If you are interested in being a juror for this year’s awards, please register your interest here We are especially interested in hearing from those historically under represented on juries; and you do not need to be a member of the BFS to fulfil this role.

Both forms will remain open until Wednesday 16th August.
Any questions, please get in touch at [email protected]

A few days ago they were concerned about the balance of applicants:

The Aurealis Awards also are looking – “Aurealis Awards 2020 – Call for Judges”. Full requirements at the link.

We are seeking expressions of interest from Australian residents who would like to judge for the 2020 Aurealis Awards. Judges are volunteers and are drawn from the Australian speculative fiction community, from diverse professions and backgrounds, including academics, booksellers, librarians, published authors, publishing industry professionals, reviewers and enthusiasts. The only qualification necessary is a demonstrated knowledge of and interest in their chosen category (good time management skills and an ability to work in a team in an online environment are also essential).

(2) ULTIMA RATIO REGUM. Camestros Felapton continues to work out what canon means to sff readers, and if it’s useful in “Types of canon/key texts”.

… I think within discussions of canon there is a sense of books whose role it is to edify the reader, the books that will make you (somehow) a better reader. I’m sceptical that any books really fit that criteria and even more sceptical that we can find a common set of such books. However, there are clearly books that themselves provoke further books and as such books that get referenced in later works and later works that can be seen as response to earlier works. Robert Heinlein’s Starship Troopers being an obvious example of such a work. This is canon as a kind of feedback loop of significance — the books that are themselves critiques of Troopers lend significance to Troopers as a book. You don’t have to have read Starship Troopers to enjoy Kameron Hurley’s Light Brigade but having some familiarity with Heinlein’s book adds an element to Hurley’s book.

(3) HEATED WORDS. As someone wrote on Twitter: “The phrase ‘You couldn’t make Blazing Saddles today’ takes on an entirely new meaning.” CBR.com has the story: “Blazing Saddles Is Being Remade as an Animated Samurai Movie About Cats and Dogs” .

Mel Brooks’ Blazing Saddles is considered a film classic, even though it’s stirred up some controversy over the years. Now the film is being retold in an entirely new medium, as well as an entirely new genre.

The Los Angeles film company Align is helping develop an animated film titled Blazing Samurai. The film takes the basic premise of Blazing Saddles and transplants it to the Samurai era. The story follows a dog named Hank who dreams of becoming a Samurai. When he becomes in charge of protecting Kakamucho, he learns that the town is populated entirely by cats.

(4) A GOLDEN AGE. Galactic Journey does a rundown on the 1964-1965 television season: “[AUGUST 8, 1965] NAVIGATING THE WASTELAND #2 (1964-65 IN (GOOD) TELEVISION)”. I was 12 around then so no wonder I remember this as the Golden Age of TV. The Traveler obviously has a later bedtime than I did that year, because I never got to watch his favorite, Burke’s Law —

Three years ago, I reported on the state of television in the wake of former FCC-chief Newton Minow’s pronouncement that television was a ‘vast wastelend.’  Since then, I have remained a devoted fan of the small screen, if not completely addicted to ‘the boob tube.’  Indeed, the Young Traveler and I have our weekly favorites we do not miss if we can at all help it.

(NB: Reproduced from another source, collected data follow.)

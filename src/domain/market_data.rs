//! Optional non-price inputs: financial statements, monthly revenue,
//! institutional flows and margin balances.
//!
//! Row structs deserialize directly from the provider's CSV column names.

use chrono::NaiveDate;
use serde::Deserialize;

use crate::domain::ohlcv::PriceSeries;

/// One financial-statement field for one reporting date (e.g. `EPS`).
#[derive(Debug, Clone, PartialEq, Deserialize)]
pub struct StatementRow {
    pub date: NaiveDate,
    #[serde(rename = "type")]
    pub kind: String,
    pub value: f64,
}

/// Monthly revenue with its month-over-month and year-over-year growth (%).
#[derive(Debug, Clone, PartialEq, Deserialize)]
pub struct RevenueRow {
    pub date: NaiveDate,
    pub revenue: f64,
    pub revenue_month: f64,
    pub revenue_year: f64,
}

/// Net shares bought (positive) or sold by one institution class on one day.
#[derive(Debug, Clone, PartialEq, Deserialize)]
pub struct InstitutionalFlowRow {
    pub date: NaiveDate,
    pub name: String,
    pub net: f64,
}

#[derive(Debug, Clone, PartialEq, Deserialize)]
pub struct MarginBalanceRow {
    pub date: NaiveDate,
    #[serde(rename = "MarginPurchaseTodayBalance")]
    pub margin_purchase_balance: f64,
    #[serde(rename = "ShortSaleTodayBalance")]
    pub short_sale_balance: f64,
}

/// Statements and revenue travel together; either half may be empty.
#[derive(Debug, Clone, Default, PartialEq)]
pub struct FinancialData {
    pub statements: Vec<StatementRow>,
    pub revenue: Vec<RevenueRow>,
}

impl FinancialData {
    pub fn is_empty(&self) -> bool {
        self.statements.is_empty() && self.revenue.is_empty()
    }

    /// Values of one statement field, sorted by date.
    pub fn statement_values(&self, kind: &str) -> Vec<f64> {
        let mut rows: Vec<&StatementRow> =
            self.statements.iter().filter(|r| r.kind == kind).collect();
        rows.sort_by_key(|r| r.date);
        rows.into_iter().map(|r| r.value).collect()
    }

    pub fn latest_revenue(&self) -> Option<&RevenueRow> {
        self.revenue.iter().max_by_key(|r| r.date)
    }
}

/// Everything one evaluation may look at, already in memory.
#[derive(Debug, Clone)]
pub struct MarketInputs {
    pub prices: PriceSeries,
    pub financials: FinancialData,
    pub flows: Vec<InstitutionalFlowRow>,
    pub margin: Vec<MarginBalanceRow>,
}

impl MarketInputs {
    /// Inputs with only a price series.
    pub fn prices_only(prices: PriceSeries) -> Self {
        Self {
            prices,
            financials: FinancialData::default(),
            flows: Vec::new(),
            margin: Vec::new(),
        }
    }
}

#[cfg(test)]
mod tests {
    use super::*;

    fn d(y: i32, m: u32, day: u32) -> NaiveDate {
        NaiveDate::from_ymd_opt(y, m, day).unwrap()
    }

    #[test]
    fn statement_values_sorted_by_date() {
        let data = FinancialData {
            statements: vec![
                StatementRow {
                    date: d(2024, 6, 30),
                    kind: "EPS".into(),
                    value: 3.0,
                },
                StatementRow {
                    date: d(2024, 3, 31),
                    kind: "EPS".into(),
                    value: 2.0,
                },
                StatementRow {
                    date: d(2024, 3, 31),
                    kind: "GrossProfitMargin".into(),
                    value: 40.0,
                },
            ],
            revenue: Vec::new(),
        };
        assert_eq!(data.statement_values("EPS"), vec![2.0, 3.0]);
        assert_eq!(data.statement_values("GrossProfitMargin"), vec![40.0]);
        assert!(data.statement_values("ROE").is_empty());
        assert!(!data.is_empty());
    }

    #[test]
    fn latest_revenue_by_date() {
        let row = |m: u32, revenue: f64| RevenueRow {
            date: d(2024, m, 1),
            revenue,
            revenue_month: 0.0,
            revenue_year: 0.0,
        };
        let data = FinancialData {
            statements: Vec::new(),
            revenue: vec![row(5, 2.0), row(3, 1.0)],
        };
        assert_eq!(data.latest_revenue().map(|r| r.revenue), Some(2.0));
    }
}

And so, as we sail through the sea of summer reruns, gleefully anticipating the Fall line-up, I take delight in awarding the Galactic Stars of Television for the 1964-65 season.

Burke’s Law 1963-65

Amos Burke is what would have happened if Bruce Wayne’s parents had never been shot – he’s a Beverly Hills playboy millionaire who also happens to be the dapper Captain of Homicide for the L.A. Police Department.  In each episode, Amos, with the aide of grizzled Sergeant Hart and youthful Detective Tilson (and occasionally the doe-eyed Sergeant Ames), solves a murder mystery…..

If The Traveler hadn’t waxed rhapsodically about this show – and I’m not sure whether he thinks it fits the blog’s sff theme or just thinks it’s good – then it wouldn’t have seemed such a glaring oversight to end the post pointing out Harlan Ellison wrote a script for the lamentable Voyage to the Bottom of the Sea, without mentioning Ellison also wrote four scripts for 1964 episodes of his beloved Burke’s Law series.

(5) SINCE 1984. Jane Johnson looks back on “A life in publishing”.

I realised this morning that it’s 36 years to the day when I started to work in publishing, as an editorial secretary at George Allen & Unwin Publishers, in Ruskin House on Museum Street. What follows really is the trajectory of modern publishing in microcosm.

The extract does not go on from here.